Everyone knows it and you might think, “So?”, But this is important.
The muscles you normally use move naturally without being aware of it. This is a nerve that can be used unconsciously because it always uses that nerve. Seven to eight months old, hard-walking babies are learning which nerves to use and where to move.
Even if you are teaching a beginner in muscle training, you will be taught to “be aware of the muscles you are using” at an early stage. Even adults can understand that they use the biceps brachii (biceps) if they are conscious, but they are conscious of muscles that they do not usually pay attention to, such as the triceps brachii (the muscle on the opposite side of the biceps). It is difficult to hold. Have you ever seen a muscular man moving his chest muscles one by one? That’s because the nerves that connect the brain and chest muscles are well developed.
In this way, muscle training develops nerves when muscles are trained. And the brain, which is a mass of nerve cells, develops at the same time.
Muscle training makes you smarter “BDNF” increases
BDNF (Brain-derived neurotrophic factor) is a protein called brain-derived neurotrophic factor, which is a “brain-derived neurotrophic factor” that promotes the development, growth, maintenance and regeneration of nerve cells, and is abundant in the hippocampus.
When you do muscle training, the hormone “Irisin” that works to increase fat burning and basal metabolism is secreted. It then enters the brain through the blood and increases “BDNF”.
* For reference, it seems that high cacao chocolate may also increase “BDNF” to enhance cognitive function.

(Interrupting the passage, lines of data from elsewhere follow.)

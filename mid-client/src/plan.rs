//! Turning configuration records into the commands of a reading cycle
//!
//! Sensors of one type on one port share a command, at most
//! [`MAX_ADDRESSES`] units per command. Steps run in a fixed order:
//! temperature/humidity, wide pressure sampling, narrow pressure,
//! thermocouples, tachometers, wind, then multi-point cables.

use crate::config::{HubConfig, SensorRecord};
use crate::multipoint::{MultiPointAddressing, MultiPointSession};
use crate::pressure::PressureAverage;
use mid_core::SensorId;
use mid_protocol::{CommandDescriptor, UnitCommand, UnitConfig, MAX_ADDRESSES, PORT_COUNT};
use std::collections::BTreeMap;
use std::fmt;

/// One step of a reading cycle
#[derive(Debug, Clone)]
pub enum PlanStep {
    /// A single hub command whose readings are reported as they come
    Command(CommandDescriptor),
    /// Wide pressure sampling, reported as per-sensor averages
    PressureAverage(PressureAverage),
    /// The command sequence of one multi-point cable
    MultiPoint(MultiPointSession),
}

impl PlanStep {
    /// Hub commands this step issues (the averaging step counts as one)
    pub fn command_count(&self) -> usize {
        match self {
            PlanStep::Command(_) => 1,
            PlanStep::PressureAverage(average) => average.command_count(),
            PlanStep::MultiPoint(session) => session.command_count(),
        }
    }

    pub fn sensor_ids(&self) -> Vec<SensorId> {
        match self {
            PlanStep::Command(descriptor) => descriptor.sensor_ids(),
            PlanStep::PressureAverage(average) => average.sensor_ids(),
            PlanStep::MultiPoint(session) => session.sensor_ids(),
        }
    }
}

impl fmt::Display for PlanStep {
    fn fmt(&self, f: &mut fmt::Formatter<'_>) -> fmt::Result {
        match self {
            PlanStep::Command(descriptor) => write!(f, "{}", descriptor),
            PlanStep::PressureAverage(average) => write!(
                f,
                "pressure average over {} port command(s)",
                average.port_commands().len()
            ),
            PlanStep::MultiPoint(session) => write!(
                f,
                "multi-point cable on port {} unit {} ch{}",
                session.port(),
                session.address(),
                session.channel()
            ),
        }
    }
}

/// Every step of one reading cycle, in issue order
#[derive(Debug, Clone, Default)]
pub struct CyclePlan {
    steps: Vec<PlanStep>,
}

impl CyclePlan {
    pub fn new(steps: Vec<PlanStep>) -> Self {
        Self { steps }
    }

    /// Build the plan for a configuration
    ///
    /// Records that cannot be placed (port out of range, undecodable
    /// multi-point info) are logged and left out.
    pub fn from_config(config: &HubConfig) -> Self {
        let records = &config.command_info;
        for record in records {
            if let Some(port) = record.port() {
                if port == 0 || port > PORT_COUNT {
                    log::warn!("Ignoring sensor on port {}: {:?}", port, record);
                }
            }
        }

        let mut steps = Vec::new();
        steps.extend(
            grouped(records, UnitCommand::TempHum)
                .into_iter()
                .map(PlanStep::Command),
        );

        let wide = grouped(records, UnitCommand::PressureWide);
        if !wide.is_empty() {
            steps.push(PlanStep::PressureAverage(PressureAverage::new(wide)));
        }

        for command in [
            UnitCommand::PressureNarrow,
            UnitCommand::Thermocouple,
            UnitCommand::Tach,
            UnitCommand::Wind,
        ] {
            steps.extend(grouped(records, command).into_iter().map(PlanStep::Command));
        }

        steps.extend(multi_point_cables(records).into_iter().map(PlanStep::MultiPoint));

        let plan = Self::new(steps);
        log::info!(
            "Planned {} step(s), {} hub command(s) per cycle",
            plan.len(),
            plan.command_count()
        );
        plan
    }

    pub fn steps(&self) -> &[PlanStep] {
        &self.steps
    }

    pub fn steps_mut(&mut self) -> &mut [PlanStep] {
        &mut self.steps
    }

    pub fn len(&self) -> usize {
        self.steps.len()
    }

    pub fn is_empty(&self) -> bool {
        self.steps.is_empty()
    }

    pub fn command_count(&self) -> usize {
        self.steps.iter().map(PlanStep::command_count).sum()
    }
}

/// Commands for one sensor type, port by port, split every 32 units
fn grouped(records: &[SensorRecord], command: UnitCommand) -> Vec<CommandDescriptor> {
    let selected: Vec<(u8, UnitConfig)> = records
        .iter()
        .filter_map(SensorRecord::unit)
        .filter(|(c, _, _)| *c == command)
        .map(|(_, port, unit)| (port, unit))
        .collect();
    let mut descriptors = Vec::new();
    for port in 1..=PORT_COUNT {
        let units: Vec<UnitConfig> = selected
            .iter()
            .filter(|(p, _)| *p == port)
            .map(|(_, unit)| unit.clone())
            .collect();
        for chunk in units.chunks(MAX_ADDRESSES) {
            descriptors.push(CommandDescriptor::new(command, port, chunk.to_vec()));
        }
    }
    descriptors
}

/// One orchestrated session per distinct (port, unit address, channel)
fn multi_point_cables(records: &[SensorRecord]) -> Vec<MultiPointSession> {
    let mut cables: BTreeMap<(u8, u16, u8), Vec<(SensorId, Vec<u64>)>> = BTreeMap::new();

    for record in records {
        let SensorRecord::MultiPoint(mp) = record else {
            continue;
        };
        let extra = match mp.extra() {
            Ok(Some(extra)) => extra,
            Ok(None) => {
                log::warn!("Multi-point sensor {} has no sensor_extra_info", mp.sensor_id);
                continue;
            }
            Err(e) => {
                log::warn!("Skipping multi-point sensor {}: {}", mp.sensor_id, e);
                continue;
            }
        };
        if let Err(e) = UnitCommand::MultiPointRead(extra.channel).validate() {
            log::warn!("Skipping multi-point sensor {}: {}", mp.sensor_id, e);
            continue;
        }
        if mp.port == 0 || mp.port > PORT_COUNT {
            continue;
        }
        cables
            .entry((mp.port, mp.address, extra.channel))
            .or_default()
            .push((mp.sensor_id, extra.bus_addresses));
    }

    cables
        .into_iter()
        .map(|((port, address, channel), sensors)| {
            let addressing = if sensors.iter().any(|(_, addrs)| addrs.is_empty()) {
                let first = sensors[0].0;
                if sensors.len() > 1 {
                    log::warn!(
                        "Probe addresses missing on port {} unit {} ch{}; reporting the whole cable as sensor {}",
                        port,
                        address,
                        channel,
                        first
                    );
                }
                MultiPointAddressing::Unassigned(first)
            } else {
                MultiPointAddressing::Explicit(sensors)
            };
            MultiPointSession::new(port, address, channel, addressing)
        })
        .collect()
}

#[cfg(test)]
mod tests {
    use super::*;

    fn config(json: &str) -> HubConfig {
        HubConfig::from_json(json).unwrap()
    }

    fn temp_rh(index: u32, port: u8) -> String {
        format!(
            r#"{{"type": "temp_rh", "temp_id": {}, "rh_id": {}, "port": {}, "addy": {}}}"#,
            index * 2,
            index * 2 + 1,
            port,
            1000 + index
        )
    }

    #[test]
    fn test_temp_hum_split_at_32() {
        let records: Vec<String> = (0..40).map(|i| temp_rh(i, 2)).collect();
        let plan = CyclePlan::from_config(&config(&format!(
            r#"{{"commandInfo": [{}]}}"#,
            records.join(",")
        )));
        assert_eq!(plan.len(), 2);
        let PlanStep::Command(first) = &plan.steps()[0] else {
            panic!("expected a command");
        };
        assert_eq!(first.address_count(), 32);
        assert_eq!(first.port, 2);
        assert!(first.validate().is_ok());
        let PlanStep::Command(second) = &plan.steps()[1] else {
            panic!("expected a command");
        };
        assert_eq!(second.address_count(), 8);
    }

    #[test]
    fn test_step_order_and_pressure_average() {
        let plan = CyclePlan::from_config(&config(
            r#"{"commandInfo": [
                {"type": "wind", "sensor_id": 1, "port": 1, "addy": 1},
                {"type": "pressure", "sensor_id": 2, "port": 1, "addy": 2, "convert": "x/1000"},
                {"type": "pressure", "sensor_id": 3, "port": 1, "addy": 3},
                {"type": "pressure", "sensor_id": 4, "port": 4, "addy": 4},
                {"type": "pressure", "sensor_id": 5, "port": 4, "addy": 5},
                {"type": "temp_rh", "temp_id": 6, "rh_id": 7, "port": 3, "addy": 6},
                {"type": "tach", "sensor_id": 8, "port": 7, "addy": 7}
            ]}"#,
        ));

        assert_eq!(plan.len(), 3);
        assert!(matches!(&plan.steps()[0], PlanStep::Command(d) if d.command == UnitCommand::TempHum));
        let PlanStep::PressureAverage(average) = &plan.steps()[1] else {
            panic!("expected the pressure average");
        };
        assert_eq!(average.port_commands().len(), 2);
        assert_eq!(average.command_count(), 21);
        assert_eq!(average.sensor_ids(), vec![2, 3, 4, 5]);
        assert!(matches!(&plan.steps()[2], PlanStep::Command(d) if d.command == UnitCommand::Wind));
        // 1 temp/hum + 21 pressure + 1 wind; the port 7 tach is dropped
        assert_eq!(plan.command_count(), 23);
    }

    #[test]
    fn test_multi_point_cables() {
        let plan = CyclePlan::from_config(&config(
            r#"{"commandInfo": [
                {"type": "MP_T", "sensor_id": 1, "port": 2, "addy": 9,
                 "sensor_extra_info": "{\"ch\": 1, \"addrs\": [\"A1\"]}"},
                {"type": "MP_T", "sensor_id": 2, "port": 2, "addy": 9,
                 "sensor_extra_info": "{\"ch\": 1, \"addrs\": [\"B2\", \"C3\"]}"},
                {"type": "MP_T", "sensor_id": 3, "port": 2, "addy": 9,
                 "sensor_extra_info": "{\"ch\": 2, \"addrs\": []}"},
                {"type": "MP_T", "sensor_id": 4, "port": 2, "addy": 9,
                 "sensor_extra_info": "{\"ch\": 2, \"addrs\": [\"D4\"]}"},
                {"type": "MP_T", "sensor_id": 5, "port": 2, "addy": 9, "sensor_extra_info": ""},
                {"type": "MP_T", "sensor_id": 6, "port": 2, "addy": 9,
                 "sensor_extra_info": "{\"ch\": 7, \"addrs\": []}"}
            ]}"#,
        ));

        assert_eq!(plan.len(), 2);
        let PlanStep::MultiPoint(first) = &plan.steps()[0] else {
            panic!("expected a multi-point cable");
        };
        assert_eq!(first.channel(), 1);
        assert_eq!(
            first.addressing(),
            &MultiPointAddressing::Explicit(vec![(1, vec![0xA1]), (2, vec![0xB2, 0xC3])])
        );
        let PlanStep::MultiPoint(second) = &plan.steps()[1] else {
            panic!("expected a multi-point cable");
        };
        assert_eq!(second.addressing(), &MultiPointAddressing::Unassigned(3));
        assert_eq!(plan.steps()[1].sensor_ids(), vec![3]);
    }
}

After muscle training, I’m thinking of supplementing muscle glycogen with chocolate.
Effect of “BDNF”
In recent years, the effects of “BDNF”, which has been attracting attention in brain science and psychiatry, have effects such as “increasing nerve cells in the brain” and “promoting the formation of synapses” in the brain, which enhances cognitive function. Will do it.
In an experiment conducted by an American research team on 120 men and women with an average age of 70 years (divided into those who exercise and those who do not), it seems that the hippocampus grew by about 2% after continuing exercise. By the way, it seems that those who did not exercise were atrophied by 1-2%.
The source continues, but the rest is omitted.